▸ **Description of the task**
Using the records that appear below, write out exactly the lines from the one with "let io_stop = Arc::clone(&stop);" through the one with "let retry_channel = Arc::clone(&channel);", keeping both end lines.

Segment Start: Exercise data

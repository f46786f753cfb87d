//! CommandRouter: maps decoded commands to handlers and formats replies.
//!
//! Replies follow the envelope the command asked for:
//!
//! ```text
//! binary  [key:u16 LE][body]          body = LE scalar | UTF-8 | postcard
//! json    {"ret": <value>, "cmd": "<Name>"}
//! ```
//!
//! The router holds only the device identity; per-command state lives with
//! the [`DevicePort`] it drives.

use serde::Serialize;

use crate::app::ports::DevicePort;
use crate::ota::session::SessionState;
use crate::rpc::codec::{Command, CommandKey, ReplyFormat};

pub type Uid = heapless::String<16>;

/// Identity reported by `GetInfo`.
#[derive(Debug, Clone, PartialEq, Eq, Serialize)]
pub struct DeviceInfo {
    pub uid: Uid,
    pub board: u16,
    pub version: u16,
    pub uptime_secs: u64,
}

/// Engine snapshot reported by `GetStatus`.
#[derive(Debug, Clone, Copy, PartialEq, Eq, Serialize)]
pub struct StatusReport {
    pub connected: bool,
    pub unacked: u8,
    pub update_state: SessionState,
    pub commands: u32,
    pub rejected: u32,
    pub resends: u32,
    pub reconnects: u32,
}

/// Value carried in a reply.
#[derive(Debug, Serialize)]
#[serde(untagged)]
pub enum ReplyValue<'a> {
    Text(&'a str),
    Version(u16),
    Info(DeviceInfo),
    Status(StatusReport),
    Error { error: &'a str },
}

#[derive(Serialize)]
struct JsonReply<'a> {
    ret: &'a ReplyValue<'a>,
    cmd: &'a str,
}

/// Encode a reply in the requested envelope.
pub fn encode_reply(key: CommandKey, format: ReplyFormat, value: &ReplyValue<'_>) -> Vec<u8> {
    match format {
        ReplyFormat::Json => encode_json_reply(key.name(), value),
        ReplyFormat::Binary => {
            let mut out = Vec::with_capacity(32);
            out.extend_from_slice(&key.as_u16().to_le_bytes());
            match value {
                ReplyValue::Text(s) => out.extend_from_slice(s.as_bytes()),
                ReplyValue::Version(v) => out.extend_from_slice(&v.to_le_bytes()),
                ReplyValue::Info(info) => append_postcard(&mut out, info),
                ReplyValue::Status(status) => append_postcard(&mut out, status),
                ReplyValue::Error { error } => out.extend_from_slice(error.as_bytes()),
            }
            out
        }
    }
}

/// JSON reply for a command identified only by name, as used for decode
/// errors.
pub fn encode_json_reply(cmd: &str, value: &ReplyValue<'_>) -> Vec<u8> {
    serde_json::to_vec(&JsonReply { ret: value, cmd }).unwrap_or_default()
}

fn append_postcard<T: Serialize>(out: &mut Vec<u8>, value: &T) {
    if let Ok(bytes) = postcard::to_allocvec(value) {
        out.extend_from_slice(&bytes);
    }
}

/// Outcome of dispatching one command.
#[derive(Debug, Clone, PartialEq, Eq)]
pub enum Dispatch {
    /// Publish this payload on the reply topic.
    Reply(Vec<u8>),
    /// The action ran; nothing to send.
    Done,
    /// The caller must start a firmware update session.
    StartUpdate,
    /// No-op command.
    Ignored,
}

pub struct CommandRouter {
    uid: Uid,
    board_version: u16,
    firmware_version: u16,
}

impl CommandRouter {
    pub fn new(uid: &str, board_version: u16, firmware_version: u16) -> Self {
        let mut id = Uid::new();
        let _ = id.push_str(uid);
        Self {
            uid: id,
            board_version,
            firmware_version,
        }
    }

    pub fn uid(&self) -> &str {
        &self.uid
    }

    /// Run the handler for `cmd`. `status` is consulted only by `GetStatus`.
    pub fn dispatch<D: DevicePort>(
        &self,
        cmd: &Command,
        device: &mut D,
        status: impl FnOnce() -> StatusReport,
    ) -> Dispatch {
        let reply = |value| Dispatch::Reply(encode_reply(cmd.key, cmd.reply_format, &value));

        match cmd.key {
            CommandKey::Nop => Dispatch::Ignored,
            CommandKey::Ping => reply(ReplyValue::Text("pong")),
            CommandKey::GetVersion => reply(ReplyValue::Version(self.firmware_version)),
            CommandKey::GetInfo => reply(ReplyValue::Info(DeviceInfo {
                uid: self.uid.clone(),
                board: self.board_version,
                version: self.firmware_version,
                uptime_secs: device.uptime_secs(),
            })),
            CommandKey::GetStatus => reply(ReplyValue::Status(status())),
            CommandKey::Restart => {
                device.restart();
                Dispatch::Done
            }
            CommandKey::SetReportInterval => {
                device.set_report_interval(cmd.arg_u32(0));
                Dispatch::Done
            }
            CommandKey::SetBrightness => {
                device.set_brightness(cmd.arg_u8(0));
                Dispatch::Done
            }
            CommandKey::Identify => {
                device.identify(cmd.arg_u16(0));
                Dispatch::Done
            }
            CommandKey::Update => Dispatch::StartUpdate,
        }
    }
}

Segment End: Exercise data
Segment Start: Exercise data

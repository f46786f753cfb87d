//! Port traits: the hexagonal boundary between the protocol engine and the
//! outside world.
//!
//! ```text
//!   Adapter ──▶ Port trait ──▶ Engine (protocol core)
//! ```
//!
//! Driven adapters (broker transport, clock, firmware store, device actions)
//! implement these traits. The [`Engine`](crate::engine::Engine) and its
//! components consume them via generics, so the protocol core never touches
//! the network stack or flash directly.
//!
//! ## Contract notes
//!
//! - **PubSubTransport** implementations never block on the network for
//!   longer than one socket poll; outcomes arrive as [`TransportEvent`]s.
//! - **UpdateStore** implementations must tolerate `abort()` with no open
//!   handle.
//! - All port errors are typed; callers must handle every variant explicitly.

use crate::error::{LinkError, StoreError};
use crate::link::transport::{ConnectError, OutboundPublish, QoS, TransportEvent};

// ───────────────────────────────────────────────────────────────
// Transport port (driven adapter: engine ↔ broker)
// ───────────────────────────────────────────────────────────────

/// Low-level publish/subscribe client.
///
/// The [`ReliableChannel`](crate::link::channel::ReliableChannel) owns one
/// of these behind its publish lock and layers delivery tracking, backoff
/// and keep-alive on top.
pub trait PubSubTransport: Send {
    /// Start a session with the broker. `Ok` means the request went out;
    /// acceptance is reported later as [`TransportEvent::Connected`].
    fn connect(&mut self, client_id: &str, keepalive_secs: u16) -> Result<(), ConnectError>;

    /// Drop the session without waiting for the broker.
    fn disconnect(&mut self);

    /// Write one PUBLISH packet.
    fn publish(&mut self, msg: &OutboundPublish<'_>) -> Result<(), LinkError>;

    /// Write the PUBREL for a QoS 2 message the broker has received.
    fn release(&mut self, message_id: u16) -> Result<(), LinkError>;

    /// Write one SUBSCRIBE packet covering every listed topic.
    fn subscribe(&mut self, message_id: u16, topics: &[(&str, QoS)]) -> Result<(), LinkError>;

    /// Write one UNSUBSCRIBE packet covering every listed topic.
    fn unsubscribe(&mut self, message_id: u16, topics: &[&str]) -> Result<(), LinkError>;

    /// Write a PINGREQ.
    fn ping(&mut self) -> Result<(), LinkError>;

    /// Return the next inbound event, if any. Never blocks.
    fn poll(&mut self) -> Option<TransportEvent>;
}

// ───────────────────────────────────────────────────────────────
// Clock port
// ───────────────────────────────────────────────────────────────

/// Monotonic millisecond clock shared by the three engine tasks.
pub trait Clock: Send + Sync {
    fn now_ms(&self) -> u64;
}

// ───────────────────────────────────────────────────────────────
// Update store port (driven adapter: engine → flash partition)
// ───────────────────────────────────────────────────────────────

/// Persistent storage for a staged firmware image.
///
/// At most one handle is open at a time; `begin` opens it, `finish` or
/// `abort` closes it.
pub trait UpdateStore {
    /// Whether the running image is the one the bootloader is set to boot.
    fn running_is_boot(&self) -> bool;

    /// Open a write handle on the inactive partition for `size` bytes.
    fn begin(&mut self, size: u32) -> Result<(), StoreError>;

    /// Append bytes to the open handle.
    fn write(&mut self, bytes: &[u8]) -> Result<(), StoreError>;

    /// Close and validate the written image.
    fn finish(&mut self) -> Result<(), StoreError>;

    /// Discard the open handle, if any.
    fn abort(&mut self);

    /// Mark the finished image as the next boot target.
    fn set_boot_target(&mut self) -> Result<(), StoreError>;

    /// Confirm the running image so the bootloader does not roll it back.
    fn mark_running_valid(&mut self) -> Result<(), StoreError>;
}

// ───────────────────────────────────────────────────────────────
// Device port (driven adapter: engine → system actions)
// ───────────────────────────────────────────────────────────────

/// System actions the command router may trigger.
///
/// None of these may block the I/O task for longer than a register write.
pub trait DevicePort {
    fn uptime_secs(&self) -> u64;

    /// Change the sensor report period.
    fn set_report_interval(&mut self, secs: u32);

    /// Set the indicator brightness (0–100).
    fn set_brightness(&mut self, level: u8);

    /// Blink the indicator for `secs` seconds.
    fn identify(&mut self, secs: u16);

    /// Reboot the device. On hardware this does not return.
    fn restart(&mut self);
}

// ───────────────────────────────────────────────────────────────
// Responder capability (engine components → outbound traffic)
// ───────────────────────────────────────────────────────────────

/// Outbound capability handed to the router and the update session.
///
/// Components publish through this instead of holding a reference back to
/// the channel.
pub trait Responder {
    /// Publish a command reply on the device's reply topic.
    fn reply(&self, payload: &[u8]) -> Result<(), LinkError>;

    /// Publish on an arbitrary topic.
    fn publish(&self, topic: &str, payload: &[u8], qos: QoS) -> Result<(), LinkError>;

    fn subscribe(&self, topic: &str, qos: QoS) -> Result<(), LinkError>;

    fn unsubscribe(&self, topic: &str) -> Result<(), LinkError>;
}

Segment End: Exercise data
Segment Start: Exercise data

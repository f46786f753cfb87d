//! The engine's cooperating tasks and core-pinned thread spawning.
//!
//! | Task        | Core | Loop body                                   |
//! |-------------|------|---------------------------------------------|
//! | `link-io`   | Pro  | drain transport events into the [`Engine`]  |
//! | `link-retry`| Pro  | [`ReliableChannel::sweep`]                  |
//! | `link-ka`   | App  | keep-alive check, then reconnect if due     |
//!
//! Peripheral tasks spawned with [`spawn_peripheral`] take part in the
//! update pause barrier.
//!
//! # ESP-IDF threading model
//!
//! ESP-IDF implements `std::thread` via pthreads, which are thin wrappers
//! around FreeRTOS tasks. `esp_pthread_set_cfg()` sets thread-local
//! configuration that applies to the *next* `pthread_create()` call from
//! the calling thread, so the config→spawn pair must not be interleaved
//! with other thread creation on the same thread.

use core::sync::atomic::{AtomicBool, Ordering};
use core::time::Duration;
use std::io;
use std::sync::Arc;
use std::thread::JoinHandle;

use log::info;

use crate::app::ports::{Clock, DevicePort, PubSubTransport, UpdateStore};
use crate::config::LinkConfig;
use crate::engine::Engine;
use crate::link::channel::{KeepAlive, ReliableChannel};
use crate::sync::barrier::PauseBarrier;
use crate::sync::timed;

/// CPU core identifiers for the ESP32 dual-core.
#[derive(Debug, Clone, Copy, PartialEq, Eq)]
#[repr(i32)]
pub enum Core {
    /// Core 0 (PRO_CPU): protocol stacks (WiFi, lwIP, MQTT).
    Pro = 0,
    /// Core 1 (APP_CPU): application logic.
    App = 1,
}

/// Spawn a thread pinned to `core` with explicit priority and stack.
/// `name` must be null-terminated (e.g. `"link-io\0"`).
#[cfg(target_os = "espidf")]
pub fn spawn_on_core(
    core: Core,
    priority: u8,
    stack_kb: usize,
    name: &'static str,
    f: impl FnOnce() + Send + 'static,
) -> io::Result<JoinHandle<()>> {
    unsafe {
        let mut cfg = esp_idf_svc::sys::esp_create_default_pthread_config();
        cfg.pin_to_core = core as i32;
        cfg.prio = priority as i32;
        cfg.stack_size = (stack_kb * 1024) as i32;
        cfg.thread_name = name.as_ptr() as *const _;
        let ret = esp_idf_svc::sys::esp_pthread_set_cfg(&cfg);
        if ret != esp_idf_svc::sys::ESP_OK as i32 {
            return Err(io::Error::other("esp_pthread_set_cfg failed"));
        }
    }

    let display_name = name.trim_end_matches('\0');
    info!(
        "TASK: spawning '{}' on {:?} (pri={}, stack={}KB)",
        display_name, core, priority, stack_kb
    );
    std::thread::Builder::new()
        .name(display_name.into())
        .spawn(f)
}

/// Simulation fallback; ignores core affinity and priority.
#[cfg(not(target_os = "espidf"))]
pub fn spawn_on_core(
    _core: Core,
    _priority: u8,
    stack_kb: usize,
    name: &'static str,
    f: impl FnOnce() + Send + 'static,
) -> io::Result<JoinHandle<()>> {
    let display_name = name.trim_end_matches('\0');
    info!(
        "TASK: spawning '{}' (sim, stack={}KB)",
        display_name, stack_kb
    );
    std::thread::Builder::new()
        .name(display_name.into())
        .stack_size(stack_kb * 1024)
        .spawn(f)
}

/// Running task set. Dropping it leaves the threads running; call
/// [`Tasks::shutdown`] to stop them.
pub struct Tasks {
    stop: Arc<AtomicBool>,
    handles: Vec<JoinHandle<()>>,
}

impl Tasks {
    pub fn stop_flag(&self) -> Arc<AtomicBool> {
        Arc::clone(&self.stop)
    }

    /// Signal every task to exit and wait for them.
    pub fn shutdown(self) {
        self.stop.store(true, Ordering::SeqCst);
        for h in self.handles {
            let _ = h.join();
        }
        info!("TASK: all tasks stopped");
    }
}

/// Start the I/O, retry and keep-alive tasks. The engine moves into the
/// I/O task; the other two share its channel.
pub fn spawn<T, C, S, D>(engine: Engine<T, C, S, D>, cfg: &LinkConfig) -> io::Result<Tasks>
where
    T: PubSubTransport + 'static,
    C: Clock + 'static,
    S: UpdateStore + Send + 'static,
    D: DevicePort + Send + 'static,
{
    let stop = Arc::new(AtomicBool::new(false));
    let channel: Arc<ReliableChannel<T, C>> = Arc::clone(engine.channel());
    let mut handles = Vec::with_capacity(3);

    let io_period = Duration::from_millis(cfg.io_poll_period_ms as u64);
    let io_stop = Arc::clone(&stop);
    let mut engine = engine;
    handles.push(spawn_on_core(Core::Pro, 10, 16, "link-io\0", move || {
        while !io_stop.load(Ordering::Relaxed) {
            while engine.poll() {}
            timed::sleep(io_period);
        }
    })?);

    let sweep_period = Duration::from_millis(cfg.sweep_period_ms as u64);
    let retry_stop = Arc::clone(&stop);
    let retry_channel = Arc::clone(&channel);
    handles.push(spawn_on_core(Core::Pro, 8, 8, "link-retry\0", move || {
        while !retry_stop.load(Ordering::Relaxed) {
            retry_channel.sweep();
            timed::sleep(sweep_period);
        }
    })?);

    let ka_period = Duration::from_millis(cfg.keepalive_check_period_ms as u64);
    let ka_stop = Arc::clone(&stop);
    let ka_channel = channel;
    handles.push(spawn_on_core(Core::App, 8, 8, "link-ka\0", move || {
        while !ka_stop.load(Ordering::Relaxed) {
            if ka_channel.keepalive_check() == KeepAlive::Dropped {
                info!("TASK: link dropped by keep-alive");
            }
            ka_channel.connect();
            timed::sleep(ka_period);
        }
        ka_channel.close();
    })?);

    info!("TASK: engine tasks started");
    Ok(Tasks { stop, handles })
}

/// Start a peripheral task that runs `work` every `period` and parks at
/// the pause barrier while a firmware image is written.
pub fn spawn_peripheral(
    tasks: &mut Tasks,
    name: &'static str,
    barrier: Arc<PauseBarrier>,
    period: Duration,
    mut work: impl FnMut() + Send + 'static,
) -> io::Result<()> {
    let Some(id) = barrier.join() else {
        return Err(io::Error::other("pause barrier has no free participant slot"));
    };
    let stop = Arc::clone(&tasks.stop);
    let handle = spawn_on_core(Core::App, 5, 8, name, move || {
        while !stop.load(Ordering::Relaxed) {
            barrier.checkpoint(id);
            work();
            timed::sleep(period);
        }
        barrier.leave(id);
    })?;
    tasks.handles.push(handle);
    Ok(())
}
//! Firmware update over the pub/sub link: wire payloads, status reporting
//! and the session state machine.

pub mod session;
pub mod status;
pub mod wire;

Segment End: Exercise data

▸ **Worked solution**
    let io_stop = Arc::clone(&stop);
    let mut engine = engine;
    handles.push(spawn_on_core(Core::Pro, 10, 16, "link-io\0", move || {
        while !io_stop.load(Ordering::Relaxed) {
            while engine.poll() {}
            timed::sleep(io_period);
        }
    })?);

    let sweep_period = Duration::from_millis(cfg.sweep_period_ms as u64);
    let retry_stop = Arc::clone(&stop);
    let retry_channel = Arc::clone(&channel);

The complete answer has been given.